This is the most frightening document I have seen since I began my site.
I have said that Western Civilization will not survive if the power grids go down. The U.S. power grid is probably going down if this report is true.
California White Paper says that awareness is 1% of a y2k repair project. Inventory is 1%. This report says that the U.S. nuclear power power companies are at the inventory stage with regard to embedded chips. These plants supply 20% of the nation's power; 40% in the east. The grid has perhaps 15% excess capacity, says Rick Cowles. A shutdown would put the grid into the negative side nationally, and way negative regionally.
The California White Paper did not factor in embedded chips. It may be that the same project percentages do not apply. But this is no cause for optimism. Embedded chips over three years old are almost
impossible to replace. So, it may be worse than the California White Paper estimates for software revisions. All power companies are heavily dependent on embedded chips and processors.

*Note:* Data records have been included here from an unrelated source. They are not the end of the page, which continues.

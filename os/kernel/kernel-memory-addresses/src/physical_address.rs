use crate::{MemoryAddress, PageSize};
use core::fmt;
use core::ops::{Add, AddAssign};

/// Physical memory address.
///
/// A thin wrapper around [`MemoryAddress`] that denotes **physical** addresses
/// (RAM / MMIO). Like [`VirtualAddress`](super::VirtualAddress), this type carries intent and
/// prevents accidental VA/PA mix-ups.
///
/// ### Notes
/// - Page-table entries store a **page-aligned** physical base (low 12 bits
///   cleared) next to the entry's flag bits.
///
/// ### Examples
/// ```rust
/// # use kernel_memory_addresses::*;
/// let pa = PhysicalAddress::new(0x0020_0042);
/// assert_eq!(pa.align_down::<Size4K>().as_u32(), 0x0020_0000);
/// assert_eq!(pa.offset::<Size4K>(), 0x42);
/// ```
#[repr(transparent)]
#[derive(Copy, Clone, Default, Eq, PartialEq, Ord, PartialOrd, Hash)]
pub struct PhysicalAddress(pub(crate) MemoryAddress);

impl PhysicalAddress {
    #[inline]
    #[must_use]
    pub const fn zero() -> Self {
        Self::new(0)
    }

    #[inline]
    #[must_use]
    pub const fn new(v: u32) -> Self {
        Self(MemoryAddress::new(v))
    }

    #[inline]
    #[must_use]
    pub const fn as_u32(self) -> u32 {
        self.0.as_u32()
    }

    #[inline]
    #[must_use]
    pub const fn as_u64(self) -> u64 {
        self.0.as_u64()
    }

    #[inline]
    #[must_use]
    pub const fn as_usize(self) -> usize {
        self.0.as_usize()
    }

    #[inline]
    #[must_use]
    pub const fn as_memory_address(self) -> MemoryAddress {
        self.0
    }

    #[inline]
    #[must_use]
    pub const fn align_down<S: PageSize>(self) -> Self {
        Self(self.0.align_down::<S>())
    }

    #[inline]
    #[must_use]
    pub const fn align_up<S: PageSize>(self) -> Option<Self> {
        match self.0.align_up::<S>() {
            Some(a) => Some(Self(a)),
            None => None,
        }
    }

    #[inline]
    #[must_use]
    pub const fn offset<S: PageSize>(self) -> u32 {
        self.0.offset::<S>()
    }

    #[inline]
    #[must_use]
    pub const fn is_aligned<S: PageSize>(self) -> bool {
        self.0.is_aligned::<S>()
    }

    #[inline]
    #[must_use]
    pub const fn checked_add(self, rhs: u32) -> Option<Self> {
        match self.0.checked_add(rhs) {
            Some(a) => Some(Self(a)),
            None => None,
        }
    }
}

impl fmt::Debug for PhysicalAddress {
    fn fmt(&self, f: &mut fmt::Formatter<'_>) -> fmt::Result {
        write!(f, "PA(0x{:08X})", self.as_u32())
    }
}

impl fmt::Display for PhysicalAddress {
    fn fmt(&self, f: &mut fmt::Formatter<'_>) -> fmt::Result {
        write!(f, "0x{:08X}", self.as_u32())
    }
}

impl From<u32> for PhysicalAddress {
    #[inline]
    fn from(v: u32) -> Self {
        Self::new(v)
    }
}

impl From<MemoryAddress> for PhysicalAddress {
    #[inline]
    fn from(v: MemoryAddress) -> Self {
        Self(v)
    }
}

impl From<PhysicalAddress> for MemoryAddress {
    #[inline]
    fn from(v: PhysicalAddress) -> Self {
        v.0
    }
}

impl Add<u32> for PhysicalAddress {
    type Output = Self;
    #[inline]
    fn add(self, rhs: u32) -> Self::Output {
        Self(self.0 + rhs)
    }
}

impl AddAssign<u32> for PhysicalAddress {
    #[inline]
    fn add_assign(&mut self, rhs: u32) {
        self.0 += rhs;
    }
}
//! # Bitmap Memory Manager
//!
//! One bit per block over `[start, start + size)`, first fit. Used as the raw
//! page source of the paging area and wherever a small, flat range of
//! kernel-virtual pages needs handing out.

use crate::block::{BlockAddress, BlockMemoryManager};
use alloc::boxed::Box;
use alloc::vec;
use kernel_sync::SpinLock;

struct Bitmap {
    /// Bit set = block in use.
    words: Box<[u32]>,
    free_blocks: u32,
    /// Words below this index are known to be full.
    search_from: usize,
}

pub struct BitmapMemoryManager<A: BlockAddress> {
    start: A,
    block_size: u32,
    block_count: u32,
    bitmap: SpinLock<Bitmap>,
}

impl<A: BlockAddress> BitmapMemoryManager<A> {
    /// Manage `size` bytes from `start` in blocks of `block_size`.
    ///
    /// # Panics
    /// If `block_size` is zero or `start` is not block aligned.
    #[must_use]
    pub fn new(start: A, size: u32, block_size: u32) -> Self {
        assert!(block_size > 0 && start.as_u32().is_multiple_of(block_size));
        let block_count = size / block_size;
        let words = vec![0u32; block_count.div_ceil(32) as usize].into_boxed_slice();

        let bitmap = Bitmap {
            words,
            free_blocks: block_count,
            search_from: 0,
        };

        // Padding bits past the last block are permanently used.
        let mut manager = Self {
            start,
            block_size,
            block_count,
            bitmap: SpinLock::new(bitmap),
        };
        let tail = block_count % 32;
        if tail != 0 {
            let bitmap = manager.bitmap.get_mut();
            if let Some(last) = bitmap.words.last_mut() {
                *last = !0 << tail;
            }
        }
        manager
    }

    #[must_use]
    pub const fn start(&self) -> A {
        self.start
    }

    /// First address past the managed range.
    #[must_use]
    pub fn end(&self) -> u64 {
        u64::from(self.start.as_u32()) + u64::from(self.block_count) * u64::from(self.block_size)
    }

    fn block_index(&self, address: A) -> Option<u32> {
        let a = address.as_u32();
        if a < self.start.as_u32() || u64::from(a) >= self.end() {
            return None;
        }
        Some((a - self.start.as_u32()) / self.block_size)
    }

    fn address_of(&self, index: u32) -> A {
        A::from_u32(self.start.as_u32() + index * self.block_size)
    }

    /// Take the block containing `address` out of circulation.
    ///
    /// Returns `false` if it was already in use or lies outside the range.
    pub fn mark_used(&self, address: A) -> bool {
        let Some(index) = self.block_index(address) else {
            return false;
        };
        let mut bitmap = self.bitmap.lock();
        let (word, bit) = ((index / 32) as usize, index % 32);
        if bitmap.words[word] & (1 << bit) != 0 {
            return false;
        }
        bitmap.words[word] |= 1 << bit;
        bitmap.free_blocks -= 1;
        true
    }

    /// Whether the block containing `address` is handed out.
    #[must_use]
    pub fn is_used(&self, address: A) -> bool {
        self.block_index(address).is_some_and(|index| {
            let bitmap = self.bitmap.lock();
            bitmap.words[(index / 32) as usize] & (1 << (index % 32)) != 0
        })
    }
}

impl<A: BlockAddress> BlockMemoryManager for BitmapMemoryManager<A> {
    type Address = A;

    fn allocate_block(&self) -> Option<A> {
        let mut bitmap = self.bitmap.lock();
        let from = bitmap.search_from;
        let (word, bits) = bitmap
            .words
            .iter()
            .enumerate()
            .skip(from)
            .find(|(_, w)| **w != u32::MAX)
            .map(|(i, w)| (i, *w))?;

        let bit = bits.trailing_ones();
        bitmap.words[word] |= 1 << bit;
        bitmap.free_blocks -= 1;
        bitmap.search_from = word;
        drop(bitmap);

        #[allow(clippy::cast_possible_truncation)]
        Some(self.address_of(word as u32 * 32 + bit))
    }

    fn free_block(&self, block: A) {
        let Some(index) = self.block_index(block) else {
            log::warn!("ignoring free of {block} outside of the bitmap range");
            return;
        };

        let mut bitmap = self.bitmap.lock();
        let word = (index / 32) as usize;
        let mask = 1 << (index % 32);
        if bitmap.words[word] & mask == 0 {
            log::warn!("ignoring double free of {block}");
            return;
        }
        bitmap.words[word] &= !mask;
        bitmap.free_blocks += 1;
        bitmap.search_from = bitmap.search_from.min(word);
    }

    fn free_memory(&self) -> u64 {
        u64::from(self.bitmap.lock().free_blocks) * u64::from(self.block_size)
    }

    fn total_memory(&self) -> u64 {
        u64::from(self.block_count) * u64::from(self.block_size)
    }

    fn block_size(&self) -> u32 {
        self.block_size
    }
}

The nuclear power industry looks as though it won't meet the deadline. The Nuclear Regulatory Commission will have to shut the plants down in late 1999. We will lose this power before 2000. This will take place just before 2000, which is expected to be a bad year for
solar flares and the accompanying disruption of power transmission.
What is true of the nuclear industry may also be true of the conventional power industry: the inventory stage for chips. This industry is crucial for our survival, but we get very little information on its 2000 status.
This is from INFORMATIONWEEK (May 4).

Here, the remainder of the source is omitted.